ある日のこと、いぬうた市の、きゅん君は、
自宅の1階のダイニングルームにある窓辺に立ち、
外を見ながら、横にいる、ぐーちゃんに、
とうとうと何かを語っていました。
「いいか、ぐー。家は城だ。外にあふれている、あらゆる危険なモノから、僕たちを守ってくれる、ありがたい場所だ。しかし、ただ僕らはその恩恵に甘えて、のほほんと過ごしていてはダメだ。というのは、外にはたくさんの敵もいて、いついかなる時も、隙さえあれば、我が家に入り込もうとするからだ。そこで僕らは、その敵らから、家を守らないといけない。それが僕らの仕事であり使命である。全ては、この家という城、ママという城主を守るためである。分かったかな。ぐー」
どうやら、きゅん君は家を守るのが仕事だと思っているようで、
それを、ぐーちゃんに教えたのですね。
その使命感は結構ですが、何だか行き過ぎたことに、
ならなければいいのですが。
「分かったわ!きゅん。ぐー、一生懸命、このおウチとママをお守りするわ。ちょっとでも、このおウチに入ってこようとする方がいらしたら、ぐー、問答無用で、有無をいわせず、立ちどころに、噛み散らかしてやるわ!」
案の定、ぐーちゃんは変な気合いが入ってしまいましたね。
しかし、きゅん君もそれを感じたらしく、
今度は、いさめ、たしなめます。
「いやいや、それではダメなんだ。それがこの仕事の難しいとこだが、この家に入って来ようとする者の中には、ママの荷物を運んで来てくれる親切な宅急便の人とか、それこそ、ママの大事な友人とか、友好的な人もかなりいる。僕らはそれを瞬時に判断して行動に移さないといけない。仮に友好関係の人に突然ガブリとやったら、これは大変なことになる。ママがぺこぺこと頭を下げないといけなくなるとこを、僕らは見なくてはならなくなるんだ。それは何とか避けないといけない」
ここでひとつ、きゅん君、呼吸を置きます。
「しかし、しかしだ。

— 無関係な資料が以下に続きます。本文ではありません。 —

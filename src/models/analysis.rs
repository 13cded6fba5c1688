use serde::{Deserialize, Serialize};

use crate::models::{ClassificationResult, PortfolioDefinition, PortfolioView, RiskProfile};

/// Body of a successful `POST /analyze`.
///
/// `portfolio`, `warning` and `error` are always serialized, as `null` when absent.
#[derive(Debug, Clone, PartialEq, Serialize, Deserialize)]
pub struct AnalysisResponse {
    pub risk_profile: RiskProfile,
    pub confidence: f64,
    pub portfolio: Option<PortfolioView>,
    pub warning: Option<String>,
    pub error: Option<String>,
}

/// Which of the 200-response shapes a response has.
#[derive(Debug, Clone, Copy, PartialEq, Eq)]
pub enum AnalysisOutcome {
    /// Worker answered cleanly.
    Success,
    /// Worker answered but flagged the input (e.g. too short).
    Advisory,
    /// Worker failed; the fallback classification was used.
    Degraded,
}

impl AnalysisResponse {
    pub fn assemble(
        classification: ClassificationResult,
        portfolio: Option<PortfolioDefinition>,
    ) -> Self {
        Self {
            risk_profile: classification.risk_profile,
            confidence: classification.confidence,
            portfolio: portfolio.as_ref().map(PortfolioDefinition::view),
            warning: classification.warning,
            error: classification.error,
        }
    }

    pub fn outcome(&self) -> AnalysisOutcome {
        match (&self.error, &self.warning) {
            (Some(_), _) => AnalysisOutcome::Degraded,
            (None, Some(_)) => AnalysisOutcome::Advisory,
            (None, None) => AnalysisOutcome::Success,
        }
    }
}

/// Body of every 4xx/5xx response.
#[derive(Debug, Clone, PartialEq, Serialize, Deserialize)]
pub struct ErrorBody {
    pub error: String,
}

impl ErrorBody {
    pub fn new(error: impl Into<String>) -> Self {
        Self { error: error.into() }
    }
}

それが本当に敵だった場合、敵か否か?の判断に迷っていると、その間に敵の侵入を許したり、逆に僕らがガブリといかれる可能性も大いにある。そこが大変に難しい。ひとり言えることは、常に緊張感を持って、外部の様子を伺い続けること。これが僕らがやらないといけないことなのだ」
ここで、きゅん君、深く息を吐きました。
やっと話が終えたようです。
ぐーちゃんに伝えたいことは全て伝え切ったようで、
きゅん君の顔に満足の色が漂いました。
その、きゅん君に対し、一方の、ぐーちゃんは不満顔です。
「何かめんどくさいわ。おウチにいらっしゃる方を、一瞬にして、敵さんか、味方さんか、見分けるなんて、まず、ぐーには無理」
そうこぼす、ぐーちゃんに、きゅん君が、
更にアドバイスをします。
「だったらいい方法がある。噛むかどうか、決める前に吠えればよろしい。吠えるくらいだったら、のちのち味方と判明しても、まあ、可愛いわんちゃん!と多めに見てくれるし、僕らが吠えてびくついたら、その人物は怪しいから、その時は改めて噛むがよかろう。何故なら、この犬好きのママは犬嫌いの人とは友達にならないから、訪れることはない。だから、僕らが吠えて、びくつく人は敵だと思って間違いはないのだ」
と、そうよく分からない根拠を元に、堂々と対処法を、
ぐーちゃんに伝授した、きゅん君です。
これには、ぐーちゃんも、
「分かったわ!ぐー、どなたか来たら、がんばって吠えて、噛むー!」
と、納得の表情です。
なので、皆さん、万が一、きゅん君と、
ぐーちゃんの家に行って、ふたりに吠えられた場合、
間違っても、ビビった顔などしてはいけませんよ。
したら最後、すぐさま、ガブリと来るでしょうから。